Read XML file in PX

Post questions here relative to DataStage Enterprise/PX Edition for such areas as Parallel job design, Parallel datasets, BuildOps, Wrappers, etc.

Moderators: chulett, rschirm, roy

Post Reply
Mat01
Premium Member
Premium Member
Posts: 50
Joined: Wed Jun 02, 2004 11:12 am
Location: Montreal, Canada

Read XML file in PX

Post by Mat01 »

Hi All,

I am trying to use the XML stages to read and transform XML data. I was able to read my file in Server (Thanks Kim for your ETLstats examples) but I haven't found a way to do this in PX. The main problem seems to be that I cannot read an entire file as one single field in PX. Hence, The XML input stage cannot parse the XML data. I have tried passing the stage a file name as specified in the XML source tag but this doesn't work either (job succesful, but empty output).

Has anybody found a way to read XML files with PX?

Thanks,

MAT
jatinrheen
Participant
Posts: 10
Joined: Sat Jan 01, 2005 1:32 pm

Re: Read XML file in PX

Post by jatinrheen »

Hi,

We have Transactional MQ from which we read the input XML , and then use COLUMN IMPORT in order to shift this input to a column name .Then Use XML Input / Tranformer stage in order to parse it .

Let me know if you have any problems so that I can send you the dsx.

Regards
Mat01 wrote:Hi All,

I am trying to use the XML stages to read and transform XML data. I was able to read my file in Server (Thanks Kim for your ETLstats examples) but I haven't found a way to do this in PX. The main problem seems to be that I cannot read an entire file as one single field in PX. Hence, The XML input stage cannot parse the XML data. I have tried passing the stage a file name as specified in the XML source tag but this doesn't work either (job succesful, but empty output).

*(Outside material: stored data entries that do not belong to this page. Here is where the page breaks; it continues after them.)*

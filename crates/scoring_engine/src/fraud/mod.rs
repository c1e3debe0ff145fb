//! Fraud-detection collaborator and signal normalisation.
//!
//! The detector is a black box returning a native score on [0, 1000] and an
//! optional risk-level tag. [`FraudSignalAdapter`] turns that into the [0, 1]
//! sub-score the aggregator consumes. A failed or unusable response is never
//! replaced by a neutral score.

mod fixed;
mod http;

pub use fixed::FixedFraudDetector;
pub use http::HttpFraudDetector;

use async_trait::async_trait;
use scoring_core::scoring::SCORE_SCALE;
use scoring_core::types::{
    AssessmentId, AssessmentRequest, CustomerId, ExternalFactors, MarketConditions, Transaction,
};
use serde::{Deserialize, Serialize};
use std::sync::Arc;
use thiserror::Error;
use tracing::warn;

/// Errors raised while consulting the fraud detector.
#[derive(Debug, Clone, PartialEq, Error)]
pub enum FraudError {
    /// The request could not be delivered or timed out.
    #[error("Fraud detector transport error: {0}")]
    Transport(String),

    /// The detector answered with a non-success status.
    #[error("Fraud detector returned HTTP status {0}")]
    Status(u16),

    /// The response body could not be decoded.
    #[error("Failed to decode fraud detector response: {0}")]
    Decode(String),

    /// The native score is NaN or infinite.
    #[error("Fraud detector returned a non-finite score: {0}")]
    InvalidScore(f64),

    /// The detector refused or could not serve the request.
    #[error("Fraud detector unavailable: {0}")]
    Unavailable(String),
}

/// Evidence sent to the fraud detector.
#[derive(Debug, Clone, PartialEq, Serialize, Deserialize)]
#[serde(rename_all = "camelCase")]
pub struct FraudCheckRequest {
    /// Assessment the check belongs to
    pub assessment_id: AssessmentId,
    /// Customer being assessed
    pub customer_id: CustomerId,
    /// Transaction history
    pub transactions: Vec<Transaction>,
    /// Market indicators, if supplied
    #[serde(default, skip_serializing_if = "Option::is_none")]
    pub market_conditions: Option<MarketConditions>,
    /// External signals, if supplied
    #[serde(default, skip_serializing_if = "Option::is_none")]
    pub external_factors: Option<ExternalFactors>,
}

impl FraudCheckRequest {
    /// Builds a check request from an assessment request.
    pub fn from_assessment(assessment_id: AssessmentId, request: &AssessmentRequest) -> Self {
        Self {
            assessment_id,
            customer_id: request.customer_id.clone(),
            transactions: request.transactions.clone(),
            market_conditions: request.market_conditions.clone(),
            external_factors: request.external_factors.clone(),
        }
    }
}

/// Raw detector response.
#[derive(Debug, Clone, PartialEq, Serialize, Deserialize)]
#[serde(rename_all = "camelCase")]
pub struct FraudCheckResponse {
    /// Native score on [0, 1000]
    pub fraud_score: f64,
    /// Optional risk-level tag
    #[serde(default, skip_serializing_if = "Option::is_none")]
    pub risk_level: Option<String>,
}

/// Black-box fraud scorer.
#[async_trait]
pub trait FraudDetector: Send + Sync {
    /// Detector name for logs
    fn name(&self) -> &str;

    /// Scores the evidence of one assessment.
    async fn check(&self, request: &FraudCheckRequest) -> Result<FraudCheckResponse, FraudError>;
}

/// Normalised fraud signal.
#[derive(Debug, Clone, PartialEq)]
pub struct FraudSignal {
    /// Native score, clamped to [0, 1000]
    pub native_score: f64,
    /// `native_score / 1000`
    pub sub_score: f64,
    /// Risk-level tag reported by the detector
    pub risk_level: Option<String>,
}

impl FraudSignal {
    /// Normalises a detector response.
    ///
    /// Finite scores outside [0, 1000] are clamped and logged. Non-finite
    /// scores are rejected.
    pub fn from_response(response: FraudCheckResponse) -> Result<Self, FraudError> {
        let raw = response.fraud_score;
        if !raw.is_finite() {
            return Err(FraudError::InvalidScore(raw));
        }

        let native_score = raw.clamp(0.0, SCORE_SCALE);
        if native_score != raw {
            warn!(
                raw_score = raw,
                clamped_score = native_score,
                "Fraud score outside [0, 1000]; clamped"
            );
        }

        Ok(Self {
            native_score,
            sub_score: native_score / SCORE_SCALE,
            risk_level: response.risk_level,
        })
    }
}

/// Calls the detector and normalises its answer.
#[derive(Clone)]
pub struct FraudSignalAdapter {
    detector: Arc<dyn FraudDetector>,
}

impl FraudSignalAdapter {
    /// Create an adapter around a detector
    pub fn new(detector: Arc<dyn FraudDetector>) -> Self {
        Self { detector }
    }

    /// Detector name
    pub fn detector_name(&self) -> &str {
        self.detector.name()
    }

    /// Consults the detector once. No retries.
    pub async fn evaluate(&self, request: &FraudCheckRequest) -> Result<FraudSignal, FraudError> {
        let response = self.detector.check(request).await?;
        FraudSignal::from_response(response)
    }
}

Has anybody found a way to read XML files with PX?

Thanks,

MAT
Mat01
Premium Member
Premium Member
Posts: 50
Joined: Wed Jun 02, 2004 11:12 am
Location: Montreal, Canada

Post by Mat01 »

Thank you for your reply,

I'm not sure I follow you...How do you the use of the column import? I'd like to see an example if you can.

Thanks

Mat
michaeld
Premium Member
Premium Member
Posts: 88
Joined: Tue Apr 04, 2006 8:42 am
Location: Toronto, Canada

Post by michaeld »

This is how I did it:

Using a sequential file stage:

1)

Create a longvarchar (or longnvarchar) column that will hold your xml.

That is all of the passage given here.